> PROBLEM TO WORK ON
Write the entries out exactly, with the final line being the one containing "pub enum ActivationResult".

> DATA RECORDS
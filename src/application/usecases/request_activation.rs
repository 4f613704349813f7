use std::time::Duration;

use serde::Serialize;

use crate::application::{ActivationOutcome, AppResult, Clock, TimerStore};
use crate::domain::UserId;

#[derive(Clone, Debug, PartialEq, Eq, Serialize)]
#[serde(tag = "status", rename_all = "snake_case")]
pub enum ActivationResult {
    Started,
    StillCooling { remaining_seconds: u64 },
}

impl ActivationResult {
    pub fn remaining(&self) -> Duration {
        match self {
            ActivationResult::Started => Duration::ZERO,
            ActivationResult::StillCooling { remaining_seconds } => {
                Duration::from_secs(*remaining_seconds)
            }
        }
    }
}

pub struct RequestActivationUseCase<'a> {
    pub store: &'a TimerStore,
    pub clock: &'a dyn Clock,
}

impl<'a> RequestActivationUseCase<'a> {
    pub async fn execute(&self, user_id: UserId, action_name: &str) -> AppResult<ActivationResult> {
        let now = self.clock.now();
        match self.store.try_activate(user_id, action_name, now).await? {
            ActivationOutcome::Started(_) => Ok(ActivationResult::Started),
            ActivationOutcome::StillCooling { remaining } => Ok(ActivationResult::StillCooling {
                remaining_seconds: remaining.as_secs(),
            }),
        }
    }
}
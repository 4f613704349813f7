use std::collections::HashMap;
use std::sync::{Arc, Mutex};

use async_trait::async_trait;

use crate::application::{AppError, AppResult, AuditLog, TimerRepository};
use crate::domain::{AuditEntry, TimerKey, TimerRecord};

/// Non-durable timer repository for tests and `--ephemeral` runs.
#[derive(Clone, Default)]
pub struct InMemoryTimerRepository {
    inner: Arc<Mutex<HashMap<TimerKey, TimerRecord>>>,
}

impl InMemoryTimerRepository {
    pub fn new() -> Self {
        Self::default()
    }

    /// Seed a record as if it had been written by an earlier process.
    pub fn with_records(records: Vec<TimerRecord>) -> Self {
        let map = records.into_iter().map(|r| (r.key(), r)).collect();
        Self {
            inner: Arc::new(Mutex::new(map)),
        }
    }

    pub fn len(&self) -> usize {
        self.inner.lock().map(|m| m.len()).unwrap_or(0)
    }

    pub fn is_empty(&self) -> bool {
        self.len() == 0
    }
}

#[async_trait]
impl TimerRepository for InMemoryTimerRepository {
    async fn initialize(&self) -> AppResult<()> {
        Ok(())
    }

    async fn load_all(&self) -> AppResult<Vec<TimerRecord>> {
        let inner = self
            .inner
            .lock()
            .map_err(|_| AppError::Storage("lock poisoned".into()))?;
        let mut out: Vec<TimerRecord> = inner.values().cloned().collect();
        out.sort_by(|a, b| a.key().cmp(&b.key()));
        Ok(out)
    }

    async fn upsert(&self, record: &TimerRecord) -> AppResult<()> {
        let mut inner = self
            .inner
            .lock()
            .map_err(|_| AppError::Storage("lock poisoned".into()))?;
        inner.insert(record.key(), record.clone());
        Ok(())
    }

    async fn delete(&self, key: &TimerKey) -> AppResult<bool> {
        let mut inner = self
            .inner
            .lock()
            .map_err(|_| AppError::Storage("lock poisoned".into()))?;
        Ok(inner.remove(key).is_some())
    }
}

#[derive(Clone, Default)]
pub struct InMemoryAuditLog {
    entries: Arc<Mutex<Vec<AuditEntry>>>,
}

impl InMemoryAuditLog {
    pub fn new() -> Self {
        Self::default()
    }

    pub fn entries(&self) -> Vec<AuditEntry> {
        self.entries.lock().map(|e| e.clone()).unwrap_or_default()
    }
}

#[async_trait]
impl AuditLog for InMemoryAuditLog {
    async fn append(&self, entry: &AuditEntry) -> AppResult<()> {
        let mut entries = self
            .entries
            .lock()
            .map_err(|_| AppError::Storage("lock poisoned".into()))?;
        entries.push(entry.clone());
        Ok(())
    }

    async fn recent(&self, limit: u32) -> AppResult<Vec<AuditEntry>> {
        let entries = self
            .entries
            .lock()
            .map_err(|_| AppError::Storage("lock poisoned".into()))?;
        // newest first (since we push at end)
        Ok(entries.iter().rev().take(limit as usize).cloned().collect())
    }
}
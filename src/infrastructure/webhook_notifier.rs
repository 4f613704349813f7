use async_trait::async_trait;
use serde::Serialize;

use crate::application::{AppError, AppResult, Notifier};
use crate::domain::ExpiryNotice;

/// POSTs each notice as JSON; the receiving service messages the user.
pub struct WebhookNotifier {
    client: reqwest::Client,
    url: String,
}

impl WebhookNotifier {
    pub fn new(url: String) -> Self {
        Self {
            client: reqwest::Client::new(),
            url,
        }
    }
}

#[derive(Debug, Serialize)]
struct WebhookPayload<'a> {
    user_id: u64,
    action_name: &'a str,
    text: &'a str,
    fired_at: i64,
}

#[async_trait]
impl Notifier for WebhookNotifier {
    async fn notify(&self, notice: &ExpiryNotice) -> AppResult<()> {
        let payload = WebhookPayload {
            user_id: notice.user_id.0,
            action_name: &notice.action_name,
            text: &notice.text,
            fired_at: notice.fired_at,
        };

        self.client
            .post(&self.url)
            .header("Content-Type", "application/json")
            .json(&payload)
            .send()
            .await
            .map_err(|e| AppError::Notifier(e.to_string()))?
            .error_for_status()
            .map_err(|e| AppError::Notifier(e.to_string()))?;

        Ok(())
    }
}
pub mod broadcast_notifier;
pub mod clock;
pub mod console_notifier;
pub mod event_bus;
pub mod memory_store;
pub mod multi_notifier;
pub mod sqlite_store;
pub mod webhook_notifier;
mod common;

use std::sync::Arc;

use axum::Router;
use axum::body::Body;
use axum::http::{Request, StatusCode};
use tower::ServiceExt;

use farm_timers::domain::UserId;
use farm_timers::interfaces::http_api::{ApiState, build_router};

use common::Harness;

fn router(h: &Harness, api_token: Option<&str>) -> Router {
    build_router(ApiState {
        store: h.store.clone(),
        clock: Arc::new(h.clock.clone()),
        api_token: api_token.map(str::to_string),
        event_bus: None,
    })
}

fn request(method: &str, uri: &str) -> Request<Body> {
    Request::builder()
        .method(method)
        .uri(uri)
        .body(Body::empty())
        .unwrap()
}

#[tokio::test]
async fn activation_then_cooldown_then_cancel() {
    let h = Harness::new();
    let app = router(&h, None);

    let res = app.clone().oneshot(request("POST", "/users/1/timers/Moto")).await.unwrap();
    assert_eq!(res.status(), StatusCode::OK);

    let res = app.clone().oneshot(request("POST", "/users/1/timers/Moto")).await.unwrap();
    assert_eq!(res.status(), StatusCode::CONFLICT);

    let res = app.clone().oneshot(request("GET", "/users/1/timers")).await.unwrap();
    assert_eq!(res.status(), StatusCode::OK);

    let res = app.clone().oneshot(request("DELETE", "/users/1/timers/Moto")).await.unwrap();
    assert_eq!(res.status(), StatusCode::OK);

    let res = app.oneshot(request("DELETE", "/users/1/timers/Moto")).await.unwrap();
    assert_eq!(res.status(), StatusCode::NOT_FOUND);
}

#[tokio::test]
async fn percent_encoded_action_names_are_decoded() {
    let h = Harness::new();
    let app = router(&h, None);

    // "Питомец"
    let uri = "/users/9/timers/%D0%9F%D0%B8%D1%82%D0%BE%D0%BC%D0%B5%D1%86";
    let res = app.oneshot(request("POST", uri)).await.unwrap();
    assert_eq!(res.status(), StatusCode::OK);
    assert_eq!(h.store.get_activation(UserId(9), "Питомец").unwrap(), Some(0));
}

#[tokio::test]
async fn zero_custom_timer_is_bad_request() {
    let h = Harness::new();
    let app = router(&h, None);

    let req = Request::builder()
        .method("POST")
        .uri("/users/1/custom-timers")
        .header("content-type", "application/json")
        .body(Body::from(r#"{"minutes":0}"#))
        .unwrap();
    let res = app.clone().oneshot(req).await.unwrap();
    assert_eq!(res.status(), StatusCode::BAD_REQUEST);

    let req = Request::builder()
        .method("POST")
        .uri("/users/1/custom-timers")
        .header("content-type", "application/json")
        .body(Body::from(r#"{"seconds":1}"#))
        .unwrap();
    let res = app.oneshot(req).await.unwrap();
    assert_eq!(res.status(), StatusCode::OK);
    assert_eq!(h.store.list_active(UserId(1), 0).unwrap().len(), 1);
}

#[tokio::test]
async fn token_is_enforced_when_configured() {
    let h = Harness::new();
    let app = router(&h, Some("secret"));

    let res = app.clone().oneshot(request("GET", "/users/1/timers")).await.unwrap();
    assert_eq!(res.status(), StatusCode::UNAUTHORIZED);

    let req = Request::builder()
        .uri("/users/1/timers")
        .header("authorization", "Bearer secret")
        .body(Body::empty())
        .unwrap();
    let res = app.clone().oneshot(req).await.unwrap();
    assert_eq!(res.status(), StatusCode::OK);

    let res = app.oneshot(request("GET", "/health")).await.unwrap();
    assert_eq!(res.status(), StatusCode::OK);
}

#[tokio::test]
async fn stream_without_bus_is_not_implemented() {
    let h = Harness::new();
    let res = router(&h, None)
        .oneshot(request("GET", "/notifications/stream"))
        .await
        .unwrap();
    assert_eq!(res.status(), StatusCode::NOT_IMPLEMENTED);
}
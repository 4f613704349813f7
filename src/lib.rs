//! Per-user action cooldown timers.
//!
//! [`application::TimerStore`] owns timer state (durable repository plus an
//! in-memory mirror) and the notification outbox; the
//! [`application::ExpiryScheduler`] drains the outbox on a fixed interval and
//! hands expired timers to a [`application::Notifier`].

pub mod application;
pub mod domain;
pub mod infrastructure;
pub mod interfaces;
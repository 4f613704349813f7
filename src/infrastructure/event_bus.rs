use tokio::sync::broadcast;

use crate::domain::ExpiryNotice;

#[derive(Clone)]
pub struct EventBus {
    tx: broadcast::Sender<ExpiryNotice>,
}

impl EventBus {
    pub fn new(buffer: usize) -> Self {
        let (tx, _) = broadcast::channel(buffer);
        Self { tx }
    }

    pub fn subscribe(&self) -> broadcast::Receiver<ExpiryNotice> {
        self.tx.subscribe()
    }

    /// Number of subscribers that received the notice.
    pub fn publish(&self, notice: ExpiryNotice) -> usize {
        // no subscribers is reported as 0, slow ones may lag
        self.tx.send(notice).unwrap_or(0)
    }
}
use std::convert::Infallible;
use std::sync::Arc;

use async_stream::stream as async_stream;
use axum::{
    Json, Router,
    extract::{Path, Query, State},
    http::{HeaderMap, StatusCode},
    response::{
        IntoResponse, Response,
        sse::{Event as SseEvent, KeepAlive, Sse},
    },
    routing::{delete, get, post},
};
use serde::Deserialize;
use serde_json::json;
use tokio_stream::StreamExt;
use tokio_stream::wrappers::BroadcastStream;

use crate::application::usecases::{
    ActivationResult, CancellationResult, CustomTimerRequest, DismissNotificationUseCase,
    ListTimersUseCase, RequestActivationUseCase, RequestCancellationUseCase,
    StartCustomTimerUseCase,
};
use crate::application::{AppError, Clock, TimerStore};
use crate::domain::UserId;
use crate::infrastructure::event_bus::EventBus;

#[derive(Clone)]
pub struct ApiState {
    pub store: Arc<TimerStore>,
    pub clock: Arc<dyn Clock>,
    pub api_token: Option<String>,
    pub event_bus: Option<EventBus>,
}

pub fn build_router(state: ApiState) -> Router {
    Router::new()
        .route("/health", get(health))
        .route("/actions", get(list_actions))
        .route("/users/{user_id}/timers", get(list_timers))
        .route(
            "/users/{user_id}/timers/{action}",
            post(activate).delete(cancel),
        )
        .route("/users/{user_id}/custom-timers", post(start_custom))
        .route(
            "/users/{user_id}/notifications/{action}",
            delete(dismiss),
        )
        .route("/audit", get(recent_audit))
        .route("/notifications/stream", get(stream_notifications))
        .with_state(state)
}

async fn health() -> impl IntoResponse {
    (StatusCode::OK, "OK")
}

async fn list_actions(State(state): State<ApiState>, headers: HeaderMap) -> Response {
    if let Err((code, msg)) = check_auth(&headers, &state.api_token) {
        return (code, msg).into_response();
    }
    Json(state.store.catalog().list_actions()).into_response()
}

async fn list_timers(
    State(state): State<ApiState>,
    Path(user_id): Path<u64>,
    headers: HeaderMap,
) -> Response {
    if let Err((code, msg)) = check_auth(&headers, &state.api_token) {
        return (code, msg).into_response();
    }
    let uc = ListTimersUseCase {
        store: &state.store,
        clock: state.clock.as_ref(),
    };
    match uc.execute(UserId(user_id)) {
        Ok(v) => Json(v).into_response(),
        Err(e) => error_response(e),
    }
}

async fn activate(
    State(state): State<ApiState>,
    Path((user_id, action)): Path<(u64, String)>,
    headers: HeaderMap,
) -> Response {
    if let Err((code, msg)) = check_auth(&headers, &state.api_token) {
        return (code, msg).into_response();
    }
    let uc = RequestActivationUseCase {
        store: &state.store,
        clock: state.clock.as_ref(),
    };
    match uc.execute(UserId(user_id), &action).await {
        Ok(r @ ActivationResult::Started) => (StatusCode::OK, Json(r)).into_response(),
        Ok(r @ ActivationResult::StillCooling { .. }) => {
            (StatusCode::CONFLICT, Json(r)).into_response()
        }
        Err(e) => error_response(e),
    }
}

async fn cancel(
    State(state): State<ApiState>,
    Path((user_id, action)): Path<(u64, String)>,
    headers: HeaderMap,
) -> Response {
    if let Err((code, msg)) = check_auth(&headers, &state.api_token) {
        return (code, msg).into_response();
    }
    let uc = RequestCancellationUseCase {
        store: &state.store,
    };
    match uc.execute(UserId(user_id), &action).await {
        Ok(r @ CancellationResult::Cancelled) => (StatusCode::OK, Json(r)).into_response(),
        Ok(r @ CancellationResult::NotFound) => (StatusCode::NOT_FOUND, Json(r)).into_response(),
        Err(e) => error_response(e),
    }
}

async fn start_custom(
    State(state): State<ApiState>,
    Path(user_id): Path<u64>,
    headers: HeaderMap,
    Json(req): Json<CustomTimerRequest>,
) -> Response {
    if let Err((code, msg)) = check_auth(&headers, &state.api_token) {
        return (code, msg).into_response();
    }
    let uc = StartCustomTimerUseCase {
        store: &state.store,
        clock: state.clock.as_ref(),
    };
    match uc.execute(UserId(user_id), &req).await {
        Ok(started) => Json(started).into_response(),
        Err(e) => error_response(e),
    }
}

async fn dismiss(
    State(state): State<ApiState>,
    Path((user_id, action)): Path<(u64, String)>,
    headers: HeaderMap,
) -> Response {
    if let Err((code, msg)) = check_auth(&headers, &state.api_token) {
        return (code, msg).into_response();
    }
    let uc = DismissNotificationUseCase {
        store: &state.store,
    };
    match uc.execute(UserId(user_id), &action).await {
        Ok(cancelled) => Json(json!({ "cancelled_pending": cancelled })).into_response(),
        Err(e) => error_response(e),
    }
}

#[derive(Deserialize)]
struct AuditQuery {
    limit: Option<u32>,
}

async fn recent_audit(
    State(state): State<ApiState>,
    Query(q): Query<AuditQuery>,
    headers: HeaderMap,
) -> Response {
    if let Err((code, msg)) = check_auth(&headers, &state.api_token) {
        return (code, msg).into_response();
    }
    let limit = q.limit.unwrap_or(100).min(500);
    match state.store.recent_audit(limit).await {
        Ok(v) => Json(v).into_response(),
        Err(e) => error_response(e),
    }
}

#[derive(Deserialize)]
struct StreamQuery {
    user_id: Option<u64>,
}

async fn stream_notifications(
    State(state): State<ApiState>,
    Query(q): Query<StreamQuery>,
    headers: HeaderMap,
) -> Response {
    if let Err((code, msg)) = check_auth(&headers, &state.api_token) {
        return (code, msg).into_response();
    }

    let Some(bus) = state.event_bus.clone() else {
        return (
            StatusCode::NOT_IMPLEMENTED,
            "notification stream not enabled".to_string(),
        )
            .into_response();
    };

    let user_filter = q.user_id.map(UserId);
    let live = BroadcastStream::new(bus.subscribe()).filter_map(move |msg| {
        let notice = match msg {
            Ok(n) => n,
            Err(_) => return None, // lagged
        };
        if let Some(user) = user_filter {
            if notice.user_id != user {
                return None;
            }
        }
        let data = serde_json::to_string(&notice).ok()?;
        let id = format!("{}:{}:{}", notice.fired_at, notice.user_id, notice.action_name);
        Some(Ok::<SseEvent, Infallible>(
            SseEvent::default().event("expired").id(id).data(data),
        ))
    });

    let out_stream = async_stream! {
        tokio::pin!(live);
        while let Some(item) = live.next().await {
            yield item;
        }
    };

    Sse::new(out_stream)
        .keep_alive(KeepAlive::default())
        .into_response()
}

fn error_response(e: AppError) -> Response {
    let code = match &e {
        AppError::Validation(_) => StatusCode::BAD_REQUEST,
        AppError::Storage(_) | AppError::Notifier(_) | AppError::Config(_) => {
            tracing::error!(error = %e, "request failed");
            StatusCode::INTERNAL_SERVER_ERROR
        }
    };
    (code, Json(json!({ "error": e.to_string() }))).into_response()
}

fn check_auth(headers: &HeaderMap, token: &Option<String>) -> Result<(), (StatusCode, String)> {
    let Some(expected) = token else {
        return Ok(());
    }; // no token configured: open access
    let auth = headers
        .get("authorization")
        .and_then(|v| v.to_str().ok())
        .unwrap_or("");

    if auth == format!("Bearer {}", expected) {
        Ok(())
    } else {
        Err((StatusCode::UNAUTHORIZED, "unauthorized".to_string()))
    }
}
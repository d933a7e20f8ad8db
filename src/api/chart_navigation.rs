use tracing::{debug, trace};

use crate::core::{AxisRange, Viewport};
use crate::error::{ChartError, ChartResult};
use crate::extensions::ScaleChange;
use crate::render::Renderer;

use super::ChartInstance;

/// Smallest visible x span, as a fraction of the full data span.
const MIN_ZOOM_SPAN_RATIO: f64 = 1e-6;

impl<R: Renderer> ChartInstance<R> {
    /// Shows `x` while keeping the current y range and broadcasts it.
    pub fn zoom_x(&mut self, x: AxisRange) -> ChartResult<()> {
        let current = self.require_viewport()?;
        self.apply_local_viewport(current.with_x(x));
        Ok(())
    }

    /// Shows `viewport` on both axes. Only the x range is shared with other
    /// charts.
    pub fn zoom_to(&mut self, viewport: Viewport) -> ChartResult<()> {
        self.require_viewport()?;
        self.apply_local_viewport(viewport);
        Ok(())
    }

    /// Zooms the x axis by `factor` around the plot pixel `anchor_px`.
    pub fn zoom_around(&mut self, anchor_px: f64, factor: f64) -> ChartResult<()> {
        let current = self.require_viewport()?;
        let full_span = self.viewport.full().map_or(current.x.span(), |full| full.x.span());
        let (anchor, _) = current.pixel_to_data(anchor_px, 0.0, self.plot_area)?;
        let next = current.zoom_x_around(anchor, factor, full_span * MIN_ZOOM_SPAN_RATIO)?;
        self.apply_local_viewport(next);
        Ok(())
    }

    /// Pans the x axis by a pixel delta; positive deltas move the view left.
    pub fn pan_by_pixels(&mut self, delta_px: f64) -> ChartResult<()> {
        let current = self.require_viewport()?;
        let next = current.pan_x_by_pixels(delta_px, self.plot_area)?;
        self.apply_local_viewport(next);
        Ok(())
    }

    /// Returns to the full data range and broadcasts the reset.
    pub fn reset_zoom(&mut self) -> bool {
        if !self.viewport.reset_to_full() {
            return false;
        }
        self.viewport.finish_synced_update();
        debug!(chart = %self.id, "zoom reset");
        self.needs_render = true;
        self.dispatch_scale_change(ScaleChange::Reset);
        true
    }

    /// Entry point for scale changes made inside the renderer (wheel, drag
    /// zoom handled by the backend).
    ///
    /// While a synced range is still being applied, a report of that same
    /// range is its echo and is dropped.
    pub fn on_renderer_scale_change(&mut self, change: ScaleChange) -> ChartResult<()> {
        if self.viewport.is_currently_updating() {
            let current = self.viewport.current();
            let echo = match change {
                ScaleChange::Zoomed(x) => current.is_some_and(|viewport| viewport.x == x),
                ScaleChange::Reset => current == self.viewport.full(),
            };
            if echo {
                trace!(chart = %self.id, "renderer echoed the synced range");
                return Ok(());
            }
        }
        match change {
            ScaleChange::Zoomed(x) => self.zoom_x(x),
            ScaleChange::Reset => {
                self.reset_zoom();
                Ok(())
            }
        }
    }

    fn require_viewport(&self) -> ChartResult<Viewport> {
        self.viewport.current().ok_or_else(|| {
            ChartError::InvalidData(format!("chart `{}` has no data to zoom", self.id))
        })
    }

    fn apply_local_viewport(&mut self, viewport: Viewport) {
        trace!(
            chart = %self.id,
            x_min = viewport.x_min(),
            x_max = viewport.x_max(),
            "local viewport change"
        );
        // A local change is never the echo of a synced one.
        self.viewport.finish_synced_update();
        self.viewport.set_current(viewport);
        self.needs_render = true;
        self.dispatch_scale_change(ScaleChange::Zoomed(viewport.x));
    }

    /// Runs every plugin's `on_set_scale` hook with the current context.
    pub(super) fn dispatch_scale_change(&mut self, change: ScaleChange) {
        let context = self.plugin_context();
        for plugin in &mut self.plugins {
            plugin.on_set_scale(&context, change);
        }
    }
}
use std::rc::Rc;

use tracing::{debug, warn};

use crate::core::{ChartId, Millis, Resolution};
use crate::data::TimeSeriesStore;
use crate::error::{ChartError, ChartResult};
use crate::grid::{ChartLoadState, GridEvent, GridProgress, GridScheduler, PixelRect};
use crate::render::Renderer;
use crate::sync::ZoomSyncService;

use super::{ChartConfiguration, ChartInstance, DashboardConfig, LoadOutcome, LoadingState};

/// Chart to place in a grid slot.
pub struct GridChartSpec<R: Renderer> {
    pub id: ChartId,
    pub renderer: R,
    pub config: ChartConfiguration,
}

impl<R: Renderer> GridChartSpec<R> {
    #[must_use]
    pub fn new(id: ChartId, renderer: R, config: ChartConfiguration) -> Self {
        Self {
            id,
            renderer,
            config,
        }
    }
}

/// Dashboard grid: waterfall/lazy loading of many charts sharing one
/// zoom-sync registry and one storage collaborator.
pub struct ChartGrid<R: Renderer> {
    settings: DashboardConfig,
    scheduler: GridScheduler,
    charts: Vec<ChartInstance<R>>,
    store: Rc<dyn TimeSeriesStore>,
    sync: ZoomSyncService,
    global_resolution: Option<Resolution>,
}

impl<R: Renderer> std::fmt::Debug for ChartGrid<R> {
    fn fmt(&self, f: &mut std::fmt::Formatter<'_>) -> std::fmt::Result {
        f.debug_struct("ChartGrid")
            .field("scheduler", &self.scheduler)
            .field("charts", &self.charts)
            .field("sync", &self.sync)
            .field("global_resolution", &self.global_resolution)
            .finish_non_exhaustive()
    }
}

impl<R: Renderer> ChartGrid<R> {
    /// Mounts every chart and arms the eager stagger timers at `now`.
    pub fn new(
        settings: DashboardConfig,
        store: Rc<dyn TimeSeriesStore>,
        sync: ZoomSyncService,
        specs: Vec<GridChartSpec<R>>,
        now: Millis,
    ) -> ChartResult<Self> {
        let settings = settings.validate()?;
        let mut charts = Vec::with_capacity(specs.len());
        for spec in specs {
            if charts
                .iter()
                .any(|chart: &ChartInstance<R>| chart.id() == &spec.id)
            {
                return Err(ChartError::InvalidConfig(format!(
                    "duplicate chart id `{}` in grid",
                    spec.id
                )));
            }
            let mut chart = ChartInstance::new(spec.id, spec.renderer, spec.config, settings)?;
            chart.mount(&sync, now);
            charts.push(chart);
        }
        let scheduler = GridScheduler::new(settings.grid, charts.len(), now)?;
        debug!(charts = charts.len(), "chart grid created");
        Ok(Self {
            settings,
            scheduler,
            charts,
            store,
            sync,
            global_resolution: None,
        })
    }

    #[must_use]
    pub fn settings(&self) -> DashboardConfig {
        self.settings
    }

    #[must_use]
    pub fn len(&self) -> usize {
        self.charts.len()
    }

    #[must_use]
    pub fn is_empty(&self) -> bool {
        self.charts.is_empty()
    }

    #[must_use]
    pub fn chart(&self, index: usize) -> Option<&ChartInstance<R>> {
        self.charts.get(index)
    }

    pub fn chart_mut(&mut self, index: usize) -> Option<&mut ChartInstance<R>> {
        self.charts.get_mut(index)
    }

    #[must_use]
    pub fn state(&self, index: usize) -> Option<&ChartLoadState> {
        self.scheduler.state(index)
    }

    #[must_use]
    pub fn scheduler(&self) -> &GridScheduler {
        &self.scheduler
    }

    #[must_use]
    pub fn progress(&self) -> GridProgress {
        self.scheduler.progress()
    }

    #[must_use]
    pub fn zoom_sync(&self) -> &ZoomSyncService {
        &self.sync
    }

    #[must_use]
    pub fn global_resolution(&self) -> Option<Resolution> {
        self.global_resolution
    }

    /// Observer called with `(index, loaded_count)` when a chart is revealed.
    pub fn on_load_complete(&mut self, callback: impl FnMut(usize, usize) + 'static) {
        self.scheduler.on_load_complete(callback);
    }

    /// Fires due scheduler timers, runs started loads and ticks every chart.
    pub fn tick(&mut self, now: Millis) -> Vec<GridEvent> {
        let events = self.scheduler.tick(now);
        let events = self.run_events(events, now);
        for chart in &mut self.charts {
            if let Err(err) = chart.tick(now) {
                warn!(chart = %chart.id, error = %err, "chart tick failed");
                chart.loading = LoadingState::from_error(&err);
            }
        }
        events
    }

    /// Feeds placeholder geometry; lazy charts that became visible start loading.
    pub fn observe_viewport(
        &mut self,
        placeholders: &[PixelRect],
        scroll_viewport: PixelRect,
        now: Millis,
    ) -> Vec<GridEvent> {
        let events = self
            .scheduler
            .observe_viewport(placeholders, scroll_viewport, now);
        self.run_events(events, now)
    }

    /// Manually re-attempts a failed chart.
    pub fn retry(&mut self, index: usize, now: Millis) -> Vec<GridEvent> {
        let events = self.scheduler.retry(index, now).into_iter().collect();
        self.run_events(events, now)
    }

    /// Applies (`Some`) or lifts (`None`) one resolution for every chart.
    pub fn set_global_resolution(&mut self, global: Option<Resolution>, now: Millis) {
        self.global_resolution = global;
        for chart in &mut self.charts {
            chart.set_global_resolution(global, now);
        }
        debug!(?global, "global resolution changed");
    }

    /// Replaces one chart's configuration; a changed chart reloads from scratch.
    pub fn set_configuration(
        &mut self,
        index: usize,
        config: ChartConfiguration,
        now: Millis,
    ) -> ChartResult<bool> {
        let chart = self.charts.get_mut(index).ok_or_else(|| {
            ChartError::InvalidData(format!("grid has no chart at index {index}"))
        })?;
        let changed = chart.set_configuration(config, now)?;
        if changed {
            if let Some(global) = self.global_resolution {
                chart.set_global_resolution(Some(global), now);
            }
            self.scheduler.reset_slot(index, now);
        }
        Ok(changed)
    }

    /// Unmounts every chart and cancels every scheduler timer.
    pub fn unmount(&mut self) {
        self.scheduler.cancel_all();
        for chart in &mut self.charts {
            chart.unmount();
        }
        debug!("chart grid unmounted");
    }

    fn run_events(&mut self, events: Vec<GridEvent>, now: Millis) -> Vec<GridEvent> {
        let mut out = Vec::with_capacity(events.len());
        for event in events {
            out.push(event);
            let GridEvent::StartLoading(index) = event else {
                continue;
            };
            let Some(chart) = self.charts.get_mut(index) else {
                continue;
            };
            let follow_up = match chart.load_from(self.store.as_ref(), now) {
                LoadOutcome::Loaded { .. } | LoadOutcome::Empty => {
                    self.scheduler.mark_loaded(index, now)
                }
                LoadOutcome::Failed => {
                    let message = chart
                        .loading_state()
                        .error
                        .clone()
                        .unwrap_or_else(|| "chart load failed".to_owned());
                    self.scheduler.mark_failed(index, message)
                }
                LoadOutcome::Stale => None,
            };
            out.extend(follow_up);
        }
        out
    }
}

> ANSWER SECTION
filename src/application/usecases/request_activation.rs
repository 4f613704349813f7
use std::time::Duration;

use serde::Serialize;

use crate::application::{ActivationOutcome, AppResult, Clock, TimerStore};
use crate::domain::UserId;

#[derive(Clone, Debug, PartialEq, Eq, Serialize)]
#[serde(tag = "status", rename_all = "snake_case")]
pub enum ActivationResult {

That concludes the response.